RECORD EXCERPTS Start Marker

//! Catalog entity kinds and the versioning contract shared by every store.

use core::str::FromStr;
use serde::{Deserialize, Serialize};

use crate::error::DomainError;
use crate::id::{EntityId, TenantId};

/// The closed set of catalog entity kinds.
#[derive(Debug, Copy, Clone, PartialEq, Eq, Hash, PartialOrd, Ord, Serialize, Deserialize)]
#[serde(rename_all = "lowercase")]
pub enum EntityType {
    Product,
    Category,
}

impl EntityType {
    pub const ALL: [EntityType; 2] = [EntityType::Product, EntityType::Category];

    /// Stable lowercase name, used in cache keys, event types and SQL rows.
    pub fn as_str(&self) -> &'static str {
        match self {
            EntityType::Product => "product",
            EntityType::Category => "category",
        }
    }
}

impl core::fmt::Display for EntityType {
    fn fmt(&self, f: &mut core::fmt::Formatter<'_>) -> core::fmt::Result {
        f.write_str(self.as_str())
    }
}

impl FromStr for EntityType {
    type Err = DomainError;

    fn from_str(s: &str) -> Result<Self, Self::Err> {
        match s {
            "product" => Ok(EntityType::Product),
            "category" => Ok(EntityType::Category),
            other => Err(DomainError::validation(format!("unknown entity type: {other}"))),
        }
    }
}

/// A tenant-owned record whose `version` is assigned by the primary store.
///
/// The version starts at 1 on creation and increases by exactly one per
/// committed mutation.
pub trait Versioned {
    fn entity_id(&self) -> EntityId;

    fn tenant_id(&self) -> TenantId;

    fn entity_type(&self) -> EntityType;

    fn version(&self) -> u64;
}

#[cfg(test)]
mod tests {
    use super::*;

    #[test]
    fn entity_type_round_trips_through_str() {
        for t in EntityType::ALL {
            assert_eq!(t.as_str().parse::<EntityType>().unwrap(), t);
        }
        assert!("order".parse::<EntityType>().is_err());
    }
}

RECORD EXCERPTS End Marker
RECORD EXCERPTS Start Marker

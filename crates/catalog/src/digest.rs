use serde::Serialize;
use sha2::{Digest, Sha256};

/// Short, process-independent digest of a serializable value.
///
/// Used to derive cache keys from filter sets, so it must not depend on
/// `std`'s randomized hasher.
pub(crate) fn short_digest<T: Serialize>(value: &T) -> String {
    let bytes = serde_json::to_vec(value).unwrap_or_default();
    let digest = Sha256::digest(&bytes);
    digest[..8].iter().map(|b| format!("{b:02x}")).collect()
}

RECORD EXCERPTS End Marker
RECORD EXCERPTS Start Marker

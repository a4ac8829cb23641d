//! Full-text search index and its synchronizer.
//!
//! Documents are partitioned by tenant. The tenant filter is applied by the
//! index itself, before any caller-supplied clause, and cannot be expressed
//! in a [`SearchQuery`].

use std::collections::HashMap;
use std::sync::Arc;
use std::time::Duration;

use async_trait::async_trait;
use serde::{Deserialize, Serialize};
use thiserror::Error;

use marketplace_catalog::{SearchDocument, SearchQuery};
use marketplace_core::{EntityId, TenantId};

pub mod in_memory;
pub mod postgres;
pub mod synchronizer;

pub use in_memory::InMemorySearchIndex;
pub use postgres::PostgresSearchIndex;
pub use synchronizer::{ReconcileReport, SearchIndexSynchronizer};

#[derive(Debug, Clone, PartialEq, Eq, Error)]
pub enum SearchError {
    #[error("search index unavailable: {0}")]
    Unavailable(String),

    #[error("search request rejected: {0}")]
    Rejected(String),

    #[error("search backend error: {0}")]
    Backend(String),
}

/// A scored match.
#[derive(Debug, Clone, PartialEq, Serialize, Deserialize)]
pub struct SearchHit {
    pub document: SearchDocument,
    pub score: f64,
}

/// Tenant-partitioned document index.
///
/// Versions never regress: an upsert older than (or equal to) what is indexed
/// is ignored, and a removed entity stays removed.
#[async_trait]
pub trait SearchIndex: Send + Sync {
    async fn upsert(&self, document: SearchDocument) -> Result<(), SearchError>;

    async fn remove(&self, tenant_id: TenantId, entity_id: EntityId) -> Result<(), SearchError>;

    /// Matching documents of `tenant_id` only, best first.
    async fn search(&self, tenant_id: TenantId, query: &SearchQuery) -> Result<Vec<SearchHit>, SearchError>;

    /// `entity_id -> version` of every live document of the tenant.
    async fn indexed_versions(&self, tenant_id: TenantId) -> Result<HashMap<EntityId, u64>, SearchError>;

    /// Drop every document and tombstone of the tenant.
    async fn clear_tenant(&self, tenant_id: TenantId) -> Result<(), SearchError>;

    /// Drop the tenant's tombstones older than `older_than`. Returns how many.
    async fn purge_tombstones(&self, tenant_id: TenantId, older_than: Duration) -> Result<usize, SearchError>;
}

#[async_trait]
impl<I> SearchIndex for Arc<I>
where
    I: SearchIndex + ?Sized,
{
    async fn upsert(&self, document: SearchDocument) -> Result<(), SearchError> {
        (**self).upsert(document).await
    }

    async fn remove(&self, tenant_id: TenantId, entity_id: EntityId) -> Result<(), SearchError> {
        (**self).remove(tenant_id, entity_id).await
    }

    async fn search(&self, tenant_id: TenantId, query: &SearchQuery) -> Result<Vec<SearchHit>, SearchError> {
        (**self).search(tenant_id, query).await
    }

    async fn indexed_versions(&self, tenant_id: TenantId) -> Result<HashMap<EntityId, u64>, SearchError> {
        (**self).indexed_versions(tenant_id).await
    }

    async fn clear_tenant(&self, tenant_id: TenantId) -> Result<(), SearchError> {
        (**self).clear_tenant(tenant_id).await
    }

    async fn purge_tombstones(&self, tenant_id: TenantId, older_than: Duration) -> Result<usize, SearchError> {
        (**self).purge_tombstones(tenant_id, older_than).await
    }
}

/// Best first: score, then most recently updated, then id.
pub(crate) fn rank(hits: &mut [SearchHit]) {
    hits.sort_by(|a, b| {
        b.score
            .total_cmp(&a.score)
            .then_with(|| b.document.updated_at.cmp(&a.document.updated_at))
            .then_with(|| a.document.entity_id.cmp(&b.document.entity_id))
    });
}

RECORD EXCERPTS End Marker

INSTRUCTIONS TO FOLLOW
Lines holding the word "hits" should be copied from the entries above.

RESULT
pub(crate) fn rank(hits: &mut [SearchHit]) {
    hits.sort_by(|a, b| {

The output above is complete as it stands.